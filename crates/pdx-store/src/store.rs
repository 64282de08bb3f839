use super::*;
use pdx_core::ID;
use pdx_entities::*;
use std::sync::Arc;

/// Store defines every read and write against the entity graph.
///
/// Writes are insert-only: no operation updates or deletes a row.
#[async_trait::async_trait]
pub trait Store: Send + Sync {
    /// Creates any missing tables and indices.
    async fn migrate(&self) -> Result<(), StoreError>;
    /// Returns the type with this exact name, creating it on a miss.
    async fn get_or_create_type(&self, name: &str) -> Result<Type, StoreError>;
    /// Returns the ability with this exact name, creating it on a miss.
    async fn get_or_create_ability(&self, name: &str) -> Result<Ability, StoreError>;
    /// Inserts a Pokémon with its links and stats as a single unit.
    /// Fails with [`StoreError::Integrity`] if the name is taken.
    async fn create_pokemon(&self, data: &PokemonCreate) -> Result<Pokemon, StoreError>;
    async fn pokemon_by_id(&self, id: ID<Pokemon>) -> Result<Option<Pokemon>, StoreError>;
    async fn pokemon_by_name(&self, name: &str) -> Result<Option<Pokemon>, StoreError>;
    /// Page of Pokémon ordered by id, optionally restricted to one type name.
    async fn pokemon(
        &self,
        skip: i64,
        limit: i64,
        kind: Option<&str>,
    ) -> Result<Vec<Pokemon>, StoreError>;
    /// All types ordered by id.
    async fn types(&self) -> Result<Vec<Type>, StoreError>;
    async fn census(&self) -> Result<Census, StoreError>;
}

#[async_trait::async_trait]
impl<S> Store for Arc<S>
where
    S: Store + ?Sized,
{
    async fn migrate(&self) -> Result<(), StoreError> {
        self.as_ref().migrate().await
    }
    async fn get_or_create_type(&self, name: &str) -> Result<Type, StoreError> {
        self.as_ref().get_or_create_type(name).await
    }
    async fn get_or_create_ability(&self, name: &str) -> Result<Ability, StoreError> {
        self.as_ref().get_or_create_ability(name).await
    }
    async fn create_pokemon(&self, data: &PokemonCreate) -> Result<Pokemon, StoreError> {
        self.as_ref().create_pokemon(data).await
    }
    async fn pokemon_by_id(&self, id: ID<Pokemon>) -> Result<Option<Pokemon>, StoreError> {
        self.as_ref().pokemon_by_id(id).await
    }
    async fn pokemon_by_name(&self, name: &str) -> Result<Option<Pokemon>, StoreError> {
        self.as_ref().pokemon_by_name(name).await
    }
    async fn pokemon(
        &self,
        skip: i64,
        limit: i64,
        kind: Option<&str>,
    ) -> Result<Vec<Pokemon>, StoreError> {
        self.as_ref().pokemon(skip, limit, kind).await
    }
    async fn types(&self) -> Result<Vec<Type>, StoreError> {
        self.as_ref().types().await
    }
    async fn census(&self) -> Result<Census, StoreError> {
        self.as_ref().census().await
    }
}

* _Exercise requirements_
All the lines above must appear again in the answer, word for word.

* _Answer box_
filename crates/pdx-store/src/store.rs
repository 64282de08bb3f839
use super::*;
use pdx_core::ID;
use pdx_entities::*;
use std::sync::Arc;

/// Store defines every read and write against the entity graph.
///
/// Writes are insert-only: no operation updates or deletes a row.
#[async_trait::async_trait]
pub trait Store: Send + Sync {
    /// Creates any missing tables and indices.
    async fn migrate(&self) -> Result<(), StoreError>;
    /// Returns the type with this exact name, creating it on a miss.
    async fn get_or_create_type(&self, name: &str) -> Result<Type, StoreError>;
    /// Returns the ability with this exact name, creating it on a miss.
    async fn get_or_create_ability(&self, name: &str) -> Result<Ability, StoreError>;
    /// Inserts a Pokémon with its links and stats as a single unit.
    /// Fails with [`StoreError::Integrity`] if the name is taken.
    async fn create_pokemon(&self, data: &PokemonCreate) -> Result<Pokemon, StoreError>;
    async fn pokemon_by_id(&self, id: ID<Pokemon>) -> Result<Option<Pokemon>, StoreError>;
    async fn pokemon_by_name(&self, name: &str) -> Result<Option<Pokemon>, StoreError>;
    /// Page of Pokémon ordered by id, optionally restricted to one type name.
    async fn pokemon(
        &self,
        skip: i64,
        limit: i64,
        kind: Option<&str>,
    ) -> Result<Vec<Pokemon>, StoreError>;
    /// All types ordered by id.
    async fn types(&self) -> Result<Vec<Type>, StoreError>;
    async fn census(&self) -> Result<Census, StoreError>;
}

#[async_trait::async_trait]
impl<S> Store for Arc<S>
where
    S: Store + ?Sized,
{
    async fn migrate(&self) -> Result<(), StoreError> {
        self.as_ref().migrate().await
    }
    async fn get_or_create_type(&self, name: &str) -> Result<Type, StoreError> {
        self.as_ref().get_or_create_type(name).await
    }
    async fn get_or_create_ability(&self, name: &str) -> Result<Ability, StoreError> {
        self.as_ref().get_or_create_ability(name).await
    }
    async fn create_pokemon(&self, data: &PokemonCreate) -> Result<Pokemon, StoreError> {
        self.as_ref().create_pokemon(data).await
    }
    async fn pokemon_by_id(&self, id: ID<Pokemon>) -> Result<Option<Pokemon>, StoreError> {
        self.as_ref().pokemon_by_id(id).await
    }
    async fn pokemon_by_name(&self, name: &str) -> Result<Option<Pokemon>, StoreError> {
        self.as_ref().pokemon_by_name(name).await
    }
    async fn pokemon(
        &self,
        skip: i64,
        limit: i64,
        kind: Option<&str>,
    ) -> Result<Vec<Pokemon>, StoreError> {
        self.as_ref().pokemon(skip, limit, kind).await
    }
    async fn types(&self) -> Result<Vec<Type>, StoreError> {
        self.as_ref().types().await
    }
    async fn census(&self) -> Result<Census, StoreError> {
        self.as_ref().census().await
    }
}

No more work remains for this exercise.